*** Opening Data records ***
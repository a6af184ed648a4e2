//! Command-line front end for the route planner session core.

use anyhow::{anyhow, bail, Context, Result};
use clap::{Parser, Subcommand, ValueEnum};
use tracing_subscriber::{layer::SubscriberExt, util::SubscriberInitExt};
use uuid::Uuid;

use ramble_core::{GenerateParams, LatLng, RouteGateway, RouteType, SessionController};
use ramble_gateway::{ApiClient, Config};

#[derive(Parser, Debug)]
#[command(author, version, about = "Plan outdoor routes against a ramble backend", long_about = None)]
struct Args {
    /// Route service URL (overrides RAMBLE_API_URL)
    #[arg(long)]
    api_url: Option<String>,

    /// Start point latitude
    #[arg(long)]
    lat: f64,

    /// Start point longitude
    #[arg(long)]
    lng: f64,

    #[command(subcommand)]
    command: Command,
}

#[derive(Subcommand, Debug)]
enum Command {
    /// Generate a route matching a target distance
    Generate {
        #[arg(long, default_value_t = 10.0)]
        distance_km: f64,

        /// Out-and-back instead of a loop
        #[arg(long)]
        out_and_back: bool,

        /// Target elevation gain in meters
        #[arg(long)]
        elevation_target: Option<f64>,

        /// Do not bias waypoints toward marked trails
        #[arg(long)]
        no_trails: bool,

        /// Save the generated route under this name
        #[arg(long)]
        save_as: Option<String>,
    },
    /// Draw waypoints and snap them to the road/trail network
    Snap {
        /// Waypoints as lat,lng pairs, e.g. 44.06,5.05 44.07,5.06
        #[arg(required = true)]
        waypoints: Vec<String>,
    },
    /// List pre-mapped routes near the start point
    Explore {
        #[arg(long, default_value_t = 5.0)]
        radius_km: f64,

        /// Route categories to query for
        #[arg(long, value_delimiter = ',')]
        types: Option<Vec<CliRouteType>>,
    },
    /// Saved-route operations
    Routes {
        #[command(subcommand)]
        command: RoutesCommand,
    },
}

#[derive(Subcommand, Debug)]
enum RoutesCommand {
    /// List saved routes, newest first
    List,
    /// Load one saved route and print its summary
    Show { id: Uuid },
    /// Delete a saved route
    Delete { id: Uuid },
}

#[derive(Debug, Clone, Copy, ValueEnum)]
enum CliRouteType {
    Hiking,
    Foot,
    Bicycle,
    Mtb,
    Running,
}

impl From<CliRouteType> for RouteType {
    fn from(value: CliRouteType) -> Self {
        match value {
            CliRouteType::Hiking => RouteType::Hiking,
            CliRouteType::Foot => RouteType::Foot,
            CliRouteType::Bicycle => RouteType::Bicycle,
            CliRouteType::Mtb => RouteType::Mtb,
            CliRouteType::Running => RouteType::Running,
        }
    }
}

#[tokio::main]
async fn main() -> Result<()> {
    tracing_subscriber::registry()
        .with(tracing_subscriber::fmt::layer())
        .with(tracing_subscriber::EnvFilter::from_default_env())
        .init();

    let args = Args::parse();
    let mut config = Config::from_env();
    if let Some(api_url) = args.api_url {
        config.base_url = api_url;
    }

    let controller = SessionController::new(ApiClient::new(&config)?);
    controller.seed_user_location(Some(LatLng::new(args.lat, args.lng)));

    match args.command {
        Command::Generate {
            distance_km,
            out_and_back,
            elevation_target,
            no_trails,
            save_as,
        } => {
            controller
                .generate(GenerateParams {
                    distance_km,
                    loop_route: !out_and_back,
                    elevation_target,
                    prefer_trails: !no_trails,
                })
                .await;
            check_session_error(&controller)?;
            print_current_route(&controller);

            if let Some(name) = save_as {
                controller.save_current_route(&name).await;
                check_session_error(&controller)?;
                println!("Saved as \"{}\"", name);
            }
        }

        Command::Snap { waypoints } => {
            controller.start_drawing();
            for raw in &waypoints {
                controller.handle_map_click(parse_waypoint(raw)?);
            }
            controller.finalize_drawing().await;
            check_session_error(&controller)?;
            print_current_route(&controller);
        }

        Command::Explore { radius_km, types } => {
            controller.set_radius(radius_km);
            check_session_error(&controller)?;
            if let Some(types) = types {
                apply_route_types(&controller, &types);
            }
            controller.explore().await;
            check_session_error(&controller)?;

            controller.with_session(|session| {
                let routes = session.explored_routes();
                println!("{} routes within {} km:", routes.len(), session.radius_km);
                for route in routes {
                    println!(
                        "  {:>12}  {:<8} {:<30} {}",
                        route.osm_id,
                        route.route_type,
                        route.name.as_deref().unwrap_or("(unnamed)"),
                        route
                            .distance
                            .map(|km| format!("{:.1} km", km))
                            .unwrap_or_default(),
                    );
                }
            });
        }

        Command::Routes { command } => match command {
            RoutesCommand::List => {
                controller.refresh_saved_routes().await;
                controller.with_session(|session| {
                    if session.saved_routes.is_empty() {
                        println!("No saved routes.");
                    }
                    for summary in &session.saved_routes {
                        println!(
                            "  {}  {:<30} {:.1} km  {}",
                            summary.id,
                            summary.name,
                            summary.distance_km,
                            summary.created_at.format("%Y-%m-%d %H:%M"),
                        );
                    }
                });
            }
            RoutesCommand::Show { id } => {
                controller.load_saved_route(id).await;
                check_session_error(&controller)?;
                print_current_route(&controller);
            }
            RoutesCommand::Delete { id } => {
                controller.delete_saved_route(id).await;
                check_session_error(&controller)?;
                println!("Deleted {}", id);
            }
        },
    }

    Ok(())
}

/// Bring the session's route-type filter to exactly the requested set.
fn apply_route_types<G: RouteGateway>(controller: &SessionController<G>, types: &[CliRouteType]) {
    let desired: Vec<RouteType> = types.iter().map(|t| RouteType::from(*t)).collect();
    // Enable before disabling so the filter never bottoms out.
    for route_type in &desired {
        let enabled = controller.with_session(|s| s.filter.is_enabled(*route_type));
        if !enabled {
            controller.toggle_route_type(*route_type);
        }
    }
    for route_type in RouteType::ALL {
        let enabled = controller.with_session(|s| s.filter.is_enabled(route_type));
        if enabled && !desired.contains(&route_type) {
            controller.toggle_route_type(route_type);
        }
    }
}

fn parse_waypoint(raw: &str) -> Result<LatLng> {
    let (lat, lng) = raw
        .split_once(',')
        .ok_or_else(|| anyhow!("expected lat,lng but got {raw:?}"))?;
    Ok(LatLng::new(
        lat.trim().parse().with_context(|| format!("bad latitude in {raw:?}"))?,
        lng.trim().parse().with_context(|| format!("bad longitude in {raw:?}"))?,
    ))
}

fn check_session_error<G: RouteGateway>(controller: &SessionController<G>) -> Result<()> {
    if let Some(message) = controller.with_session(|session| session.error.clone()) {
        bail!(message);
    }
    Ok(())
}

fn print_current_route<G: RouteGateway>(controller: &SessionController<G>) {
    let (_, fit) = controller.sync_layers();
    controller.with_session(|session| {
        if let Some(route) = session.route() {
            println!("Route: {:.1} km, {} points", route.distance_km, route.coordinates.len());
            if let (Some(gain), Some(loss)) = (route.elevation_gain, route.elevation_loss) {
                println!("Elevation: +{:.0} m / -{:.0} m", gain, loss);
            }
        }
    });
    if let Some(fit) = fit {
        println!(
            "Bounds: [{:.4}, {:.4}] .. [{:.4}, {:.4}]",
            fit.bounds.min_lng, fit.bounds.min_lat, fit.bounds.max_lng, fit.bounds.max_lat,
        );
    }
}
*** Closing Data records ***
◆ Instructions for the task
Show the lines of the data that hold the word "Running".

◆ Completed exercise
    Running,
            CliRouteType::Running => RouteType::Running,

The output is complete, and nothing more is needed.